A critical network for energy innovation
Most Minnesotans have heard of Minnesota Medical Alley, which is widely recognized as one of the most dynamic and successful medical technology clusters in the world. More than 1,000 companies, organizations, and institutions are involved and provide networking opportunities, educational resources, and advocacy services to help its members succeed in a highly competitive and constantly evolving industry. The organization works closely with its members to foster collaboration and innovation, and to promote the region as a global leader in medical technology and healthcare innovation.
This same kind of collaborative collective is necessary for Minnesota’s cleantech innovators. Cleantech includes a wide range of industries and technologies, including (but not limited to) renewable energy (such as solar, wind, and hydropower), energy storage, clean transportation (such as electric cars and bicycles), waste management and water treatment.
Innovation in the cleantech industry is necessary for Minnesota to meet its 100% clean energy by 2040 standard set by the Minnesota Legislature this year. Just as necessary is a space for these early-stage startups and innovators to learn, grow and scale up.
Minnesota stands to compete for and attract an unprecedented level of federal and private energy-related funding with major investments anticipated in the next 18 months. Capturing the full economic opportunity of this unprecedented moment will take collaboration, investment, and the ambition to make Minnesota a regional and global leader in energy and cleantech. We know that states with startup and pilot programs will be most competitive for securing large investments. Minnesota Energy Alley will serve as a crucial step between research and development and deployment of technologies – making Minnesota more attractive for venture capital.
Grid Catalyst Founder, Nina Axelson says, “There is urgency in this opportunity. Other states are lining up to compete for new business and jobs.

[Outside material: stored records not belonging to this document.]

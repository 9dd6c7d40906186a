//! Error types for the IR crate.

use crate::qubit::{ClbitId, QubitId};
use thiserror::Error;

/// Errors that can occur in IR operations.
#[derive(Debug, Error)]
#[non_exhaustive]
pub enum IrError {
    /// Qubit not found in circuit.
    #[error("Qubit {0} not found in circuit")]
    QubitNotFound(QubitId),

    /// Classical bit not found in circuit.
    #[error("Classical bit {0} not found in circuit")]
    ClbitNotFound(ClbitId),

    /// Gate requires a different number of qubits.
    #[error("Gate '{gate_name}' requires {expected} qubits, got {got}")]
    QubitCountMismatch {
        /// Name of the gate.
        gate_name: String,
        /// Expected number of qubits.
        expected: u32,
        /// Actual number of qubits provided.
        got: u32,
    },

    /// Duplicate qubit operand in a single operation.
    #[error("Duplicate qubit {0} in operation")]
    DuplicateQubit(QubitId),

    /// Qubit identifier already declared.
    #[error("Qubit {0} already exists in circuit")]
    QubitExists(QubitId),

    /// Invalid DAG structure.
    #[error("Invalid DAG structure: {0}")]
    InvalidDag(String),
}

/// Result type for IR operations.
pub type IrResult<T> = Result<T, IrError>;
//! Error types for the routing engine.
//!
//! There is no transient or retryable class here: the engine performs
//! no I/O, and every failure propagates synchronously to the caller
//! of `place`/`route`. A reported error means "this circuit cannot be
//! routed under the given configuration".

use skein_ir::{IrError, QubitId};
use thiserror::Error;

/// Errors that can occur during placement and routing.
#[derive(Debug, Error)]
#[non_exhaustive]
pub enum RouteError {
    /// Connectivity description contains a self-loop edge.
    #[error("Connectivity edge ({0}, {0}) is a self-loop")]
    SelfLoopEdge(u32),

    /// Connectivity description contains a duplicate edge.
    #[error("Duplicate connectivity edge ({0}, {1})")]
    DuplicateEdge(u32, u32),

    /// Connectivity edge references a node outside the declared range.
    #[error("Connectivity edge ({a}, {b}) references a node >= {num_nodes}")]
    EdgeOutOfRange {
        /// First endpoint.
        a: u32,
        /// Second endpoint.
        b: u32,
        /// Declared node count.
        num_nodes: u32,
    },

    /// The mapping manager was configured with no routing methods.
    #[error("Routing method list is empty")]
    EmptyMethodList,

    /// No registered routing method could resolve a boundary window.
    #[error(
        "No routing method can resolve interaction ({q1}, {q2}); \
         the configured method list is insufficiently general"
    )]
    NoApplicableMethod {
        /// First logical qubit of the blocked interaction.
        q1: QubitId,
        /// Second logical qubit of the blocked interaction.
        q2: QubitId,
    },

    /// Two placed qubits have no connecting path in the graph.
    #[error("Physical qubits {0} and {1} are in disconnected components")]
    DisconnectedGraph(u32, u32),

    /// Circuit requires more physical qubits than the graph provides.
    #[error("Circuit requires {required} qubits but the device has {available}")]
    UnplaceableCircuit {
        /// Number of logical qubits in the circuit.
        required: usize,
        /// Number of physical qubits available.
        available: u32,
    },

    /// Error probability outside [0, 1].
    #[error("Error rate {0} is not a probability in [0, 1]")]
    InvalidErrorRate(f64),

    /// Operation the router cannot handle (e.g. a 3-qubit gate).
    #[error("Cannot route '{name}' acting on {num_qubits} qubits; decompose it first")]
    UnsupportedOperation {
        /// Instruction name.
        name: String,
        /// Operand count.
        num_qubits: usize,
    },

    /// Placement map would become non-injective. Internal invariant
    /// violation: indicates a bug, not a user error.
    #[error("Placement conflict: qubit {logical} and physical site {physical} already mapped")]
    PlacementConflict {
        /// Logical qubit being assigned.
        logical: QubitId,
        /// Physical site involved in the conflict.
        physical: u32,
    },

    /// Permutation tracker diverged from circuit qubit usage. Internal
    /// invariant violation: indicates a bug, not a user error.
    #[error("Permutation tracker diverged: {0}")]
    TrackerDiverged(String),

    /// A routed circuit failed post-hoc verification.
    #[error("Routed circuit failed verification: {0}")]
    ValidityViolation(String),

    /// Underlying IR error while rewriting the circuit.
    #[error(transparent)]
    Ir(#[from] IrError),
}

/// Result type for routing operations.
pub type RouteResult<T> = Result<T, RouteError>;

To be hesitant now hands other regions the opportunity to sell us technology that Minnesota could have developed. Failure to act means missing out on a generation’s worth of economic development.”
Global investment in energy transition last year totaled $755 billion, according to BloombergNEF. Within weeks of signing the Inflation Reduction Act, nearly $28 billion in new manufacturing investment was announced for new US and North American facilities for electric vehicles, charging, and battery storage. These private dollars are flowing to areas with innovation ecosystems with opportunities to pilot and deploy, and this program could make Minnesota one of the areas capturing those dollars.
Similar ventures to expand startup and innovation programming have produced impressive results. For example, Vertue Lab in Oregon was initiated with $6 million in state funding. After a decade of programming, over 450 jobs have been created and they have secured $230 million in follow-on funding. Which means $38 of private investment generated for every dollar of the initial state investment.
Benefits for startups in energy alley
Early-stage startups need good networks to work with for several reasons:
- Access to funding: Strong connections can help startups connect with potential investors, such as venture capitalists and angel investors. This can be crucial for startups that need funding to develop their products or services.
- Mentorship and guidance: Experienced entrepreneurs and industry professionals can provide valuable mentorship and guidance to early-stage startups, helping them navigate challenges and make informed decisions.
- Business development: Established connections can provide startups with access to potential partners, customers, and suppliers, which can help them grow their business and reach new markets.
- Recruitment: These connections can also help startups attract talented employees and build a strong team, which is crucial for the success of any early-stage venture.
- Validation and credibility: By being associated with reputable organizations and individuals, startups can gain validation and credibility in the eyes of potential investors, customers, and partners.
Vessyll is an energy startup building a clean energy storage device out of St. Paul, Minnesota is one of the businesses that would benefit from these connections. CEO and co-founder Zahra Hargens says, “For us, a program like Minnesota Energy Alley would make a significant difference in providing us the connections and resources uniquely designed for energy startups. In the absence of this funding and targeted programming, businesses like ours are not set up to succeed based on merit, this means it may take many years longer to enter the market if we make it at all.”
Overall, reliable and structured networks can provide startups with a wide range of benefits, and can be a crucial factor in their success. By building strong relationships and connections with others in their industry, startups can access the resources and support they need to thrive and grow.
Benefits of cleantech innovation for Minnesota
Cleantech innovation is essential for economic growth and development, leading to the creation of new products, services, and industries that drive economic growth while reducing greenhouse gas emissions. The cleantech industry in Minnesota has the potential to create new jobs, drive competitiveness, and expand the market for clean energy products.
- Job creation: The development and implementation of new technologies and ideas can create new jobs in the growing clean energy industry.
- Competitiveness: By staying ahead of the curve and continuously improving our cleantech, Minnesota can remain competitive in the global market and attract new businesses, customers and investors.
- Booming industries and markets: Innovation leads to economic growth, new business opportunities and expanded markets across the state and country.
Cleantech innovation is a key driver of economic growth and development, and can lead to a wide range of benefits for Minnesotans in every corner of the state.
The road ahead
Minnesota Energy Alley was funded by the Minnesota Legislature during the 2023 session. A one-time allocation was allotted to make this critical resource a reality.